Помимо приговора Бродскому суд вынес еще и совершенно невероятное, с юридической точки зрения, частное определение – осудил свидетелей защиты Грудинину, Эткинда и Адмони за высказывание ими своих мнений о личности и творчестве подсудимого, то есть за то, для чего их и вызывали в суд. Они, говорилось в частном определении, «пытались представить в суде пошлость и безыдейность его стихов как талантливое творчество, а самого Бродского как непризнанного гения. Такое поведение Грудининой, Эткинда и Адмони свидетельствует об отсутствии у них идейной зоркости и партийной принципиальности». Частное определение было передано в Союз писателей с указанием: «О принятых мерах доложить суду»[211].

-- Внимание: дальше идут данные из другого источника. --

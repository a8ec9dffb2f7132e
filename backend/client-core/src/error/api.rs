//! Normalized failure of a backend call.
//!
//! Every error a caller can observe from [`crate::api_client::ApiClient`] is an
//! [`ApiError`]. Transport failures, non-2xx responses, and undecodable bodies
//! are all folded into it, each with the status code the UI needs.

use common::{ErrorLocation, HttpStatusCode};
use models::ApiErrorBody;

use std::collections::BTreeMap;
use std::panic::Location;

use thiserror::Error as ThisError;

/// Shown for every failure that never produced a response.
pub const NETWORK_ERROR_MESSAGE: &str = "ネットワークエラーが発生しました";

/// Shown for every request that could not be built.
pub const REQUEST_ERROR_MESSAGE: &str = "リクエストを作成できませんでした";

/// Shown when an error response carries no usable message.
pub const GENERIC_ERROR_MESSAGE: &str = "エラーが発生しました";

/// Shown when an error response body is not JSON and has no reason phrase.
pub const COMMUNICATION_ERROR_MESSAGE: &str = "通信エラーが発生しました";

#[derive(Debug, Clone, ThisError)]
pub enum ApiError {
    /// The request never completed: DNS, refused connection, timeout, abort.
    #[error("Network Error: {message} ({detail}) {location}")]
    Network {
        message: String,
        detail: String,
        location: ErrorLocation,
    },

    /// The request could not be built (bad URL, unserializable payload).
    #[error("Request Error: {message} ({detail}) {location}")]
    Request {
        message: String,
        detail: String,
        location: ErrorLocation,
    },

    /// The server answered outside the 2xx range.
    #[error("Server Error: HTTP {status} - {message} {location}")]
    Server {
        status: HttpStatusCode,
        message: String,
        field_errors: BTreeMap<String, String>,
        location: ErrorLocation,
    },

    /// The server answered 2xx but the body did not match the expected shape.
    #[error("Decode Error: HTTP {status} - {message} {location}")]
    Decode {
        status: HttpStatusCode,
        message: String,
        location: ErrorLocation,
    },
}

impl ApiError {
    #[track_caller]
    pub fn network(detail: impl Into<String>) -> Self {
        ApiError::Network {
            message: String::from(NETWORK_ERROR_MESSAGE),
            detail: detail.into(),
            location: ErrorLocation::from(Location::caller()),
        }
    }

    #[track_caller]
    pub fn request(detail: impl Into<String>) -> Self {
        ApiError::Request {
            message: String::from(REQUEST_ERROR_MESSAGE),
            detail: detail.into(),
            location: ErrorLocation::from(Location::caller()),
        }
    }

    #[track_caller]
    pub fn server(status: impl Into<HttpStatusCode>, message: impl Into<String>) -> Self {
        ApiError::Server {
            status: status.into(),
            message: message.into(),
            field_errors: BTreeMap::new(),
            location: ErrorLocation::from(Location::caller()),
        }
    }

    #[track_caller]
    pub fn decode(status: impl Into<HttpStatusCode>, message: impl Into<String>) -> Self {
        ApiError::Decode {
            status: status.into(),
            message: message.into(),
            location: ErrorLocation::from(Location::caller()),
        }
    }

    /// Pass a backend error body through unchanged, including its own status.
    #[track_caller]
    pub fn from_body(body: ApiErrorBody) -> Self {
        ApiError::Server {
            status: HttpStatusCode(body.status),
            message: body.message,
            field_errors: body.errors.unwrap_or_default(),
            location: ErrorLocation::from(Location::caller()),
        }
    }

    /// Status code as the UI sees it; `0` when no response was received.
    pub fn status(&self) -> HttpStatusCode {
        match self {
            ApiError::Network { .. } | ApiError::Request { .. } => {
                HttpStatusCode::NETWORK_FAILURE
            }
            ApiError::Server { status, .. } | ApiError::Decode { status, .. } => *status,
        }
    }

    /// User-facing message, without location or transport detail.
    pub fn message(&self) -> &str {
        match self {
            ApiError::Network { message, .. }
            | ApiError::Request { message, .. }
            | ApiError::Server { message, .. }
            | ApiError::Decode { message, .. } => message,
        }
    }

    /// Per-field messages from a server-side validation failure.
    pub fn field_errors(&self) -> Option<&BTreeMap<String, String>> {
        match self {
            ApiError::Server { field_errors, .. } if !field_errors.is_empty() => {
                Some(field_errors)
            }
            _ => None,
        }
    }

    pub fn is_network_failure(&self) -> bool {
        self.status().is_network_failure()
    }
}
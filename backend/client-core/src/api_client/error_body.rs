//! Turning a non-2xx response into an [`ApiError`].
//!
//! Decode order:
//! 1. strict decode against the backend error contract → passed through as-is
//! 2. any other JSON → its `message` string (or reason phrase) with the HTTP status
//! 3. not JSON → the HTTP status line

use crate::error::ApiError;
use crate::error::api::{COMMUNICATION_ERROR_MESSAGE, GENERIC_ERROR_MESSAGE};

use models::ApiErrorBody;

use log::warn;
use reqwest::Response;
use serde_json::Value;

pub(crate) async fn parse_error_response(response: Response) -> ApiError {
    let status = response.status();
    let reason = status.canonical_reason();

    match response.bytes().await {
        Ok(body) => normalize_error_body(status.as_u16(), reason, &body),
        Err(e) => {
            warn!("Failed to read error body for HTTP {}: {}", status.as_u16(), e);
            ApiError::server(
                status.as_u16(),
                reason.unwrap_or(COMMUNICATION_ERROR_MESSAGE),
            )
        }
    }
}

/// Normalize an error body. `reason` is the status line's reason phrase, if any.
pub fn normalize_error_body(status: u16, reason: Option<&str>, body: &[u8]) -> ApiError {
    if let Ok(contract) = serde_json::from_slice::<ApiErrorBody>(body) {
        return ApiError::from_body(contract);
    }

    match serde_json::from_slice::<Value>(body) {
        Ok(value) => {
            let message = value
                .get("message")
                .and_then(Value::as_str)
                .filter(|message| !message.is_empty())
                .or(reason.filter(|reason| !reason.is_empty()))
                .unwrap_or(GENERIC_ERROR_MESSAGE);
            ApiError::server(status, message)
        }
        Err(_) => ApiError::server(
            status,
            reason
                .filter(|reason| !reason.is_empty())
                .unwrap_or(COMMUNICATION_ERROR_MESSAGE),
        ),
    }
}
//! The four form schemas. Limits match the backend's request DTO constraints.

use super::{FieldSchema, FormValues, Schema};

use once_cell::sync::Lazy;

pub const USERNAME_REQUIRED: &str = "ユーザー名を入力してください";
pub const USERNAME_TOO_SHORT: &str = "ユーザー名は3文字以上で入力してください";
pub const USERNAME_TOO_LONG: &str = "ユーザー名は50文字以内で入力してください";
pub const EMAIL_REQUIRED: &str = "メールアドレスを入力してください";
pub const EMAIL_INVALID: &str = "有効なメールアドレスを入力してください";
pub const PASSWORD_REQUIRED: &str = "パスワードを入力してください";
pub const GROUP_NAME_REQUIRED: &str = "グループ名を入力してください";
pub const DESCRIPTION_TOO_LONG: &str = "説明は1000文字以内で入力してください";
pub const SEARCH_MODE_REQUIRED: &str = "全文一致かあいまい検索のどちらかを選択してください";
pub const SEARCH_MODE_CONFLICT: &str = "全文一致とあいまい検索は同時に選択できません";

pub const DESCRIPTION_MAX_CHARS: usize = 1000;

pub static LOGIN_SCHEMA: Lazy<Schema> = Lazy::new(|| {
    Schema::new()
        .field(FieldSchema::text("username").min(1, USERNAME_REQUIRED))
        .field(FieldSchema::text("password").min(1, PASSWORD_REQUIRED))
});

pub static REGISTER_SCHEMA: Lazy<Schema> = Lazy::new(|| {
    Schema::new()
        .field(
            FieldSchema::text("username")
                .min(3, USERNAME_TOO_SHORT)
                .max(50, USERNAME_TOO_LONG),
        )
        .field(
            FieldSchema::text("email")
                .min(1, EMAIL_REQUIRED)
                .email(EMAIL_INVALID),
        )
        .field(FieldSchema::text("password").min(1, PASSWORD_REQUIRED))
});

pub static OSHI_GROUP_FORM_SCHEMA: Lazy<Schema> = Lazy::new(|| {
    Schema::new()
        .field(FieldSchema::text("groupName").min(1, GROUP_NAME_REQUIRED))
        .field(FieldSchema::text("company").optional())
        .field(
            FieldSchema::text("description")
                .optional()
                .max(DESCRIPTION_MAX_CHARS, DESCRIPTION_TOO_LONG),
        )
});

/// Full-match and fuzzy are mutually exclusive: exactly one must be selected.
pub static SEARCH_MODE_SCHEMA: Lazy<Schema> = Lazy::new(|| {
    Schema::new()
        .field(FieldSchema::flag("full"))
        .field(FieldSchema::flag("fuzzy"))
        .refine(SEARCH_MODE_REQUIRED, |values: &FormValues| {
            values.flag("full") == Some(true) || values.flag("fuzzy") == Some(true)
        })
        .refine(SEARCH_MODE_CONFLICT, |values: &FormValues| {
            !(values.flag("full") == Some(true) && values.flag("fuzzy") == Some(true))
        })
});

Движение в защиту Бродского и международная известность

Решительное поведение трех свидетелей защиты на суде, взволнованный интерес городской интеллигенции к процессу и солидарность с подсудимым явились неожиданностью для устроителей судилища. После первого заседания 18 февраля, «когда все вышли из зала суда, то в коридорах и на лестницах увидели огромное количество людей, особенно молодежи». Судья Савельева удивилась: «Сколько народу! Я не думала, что соберется столько народу!»[212] Партийные функционеры, которые планировали показательный суд, и их гэбистские консультанты, привыкшие со сталинских времен к тому, что запуганные люди покорно или, по крайней мере, молчаливо воспринимают устрашительные акции режима, не учли, что за десять послесталинских лет подросло поколение, не травмированное опытом массового террора, что молодежь будет действовать солидарно с теми из старшего поколения интеллигенции, кому, несмотря на этот опыт, удалось сохранить личное достоинство, что вместе они будут бороться за свободу мысли и самовыражения. Не заботясь о соблюдении юридических приличий, сознательно планируя свое показательно-карательное мероприятие как символическое, устроители процесса не учли и того, что тогда и отклик на него будет как на символический акт произвола. На удивленное восклицание судьи относительно большого скопления публики из толпы ответили: «Не каждый день судят поэта!»

206

Чуковская 1997. С. 473. Один из свидетелей, заместитель директора Эрмитажа по хозяйственной части Ф. О. Логунов впоследствии раскаивался в том, что принял участие в суде: вызвали в Дзержинский райком партии, он не смог отказаться (Якимчук 1990. С. 21).

207

Гордин 1989. С. 159.





208

Там же. С. 156.

209

Якимчук 1990 С. 23.

210

Гордин 2000 С. 187.

211

Цитируется в Шнейдерман 1989. С. 185.

212

Гордин 2000 С. 183.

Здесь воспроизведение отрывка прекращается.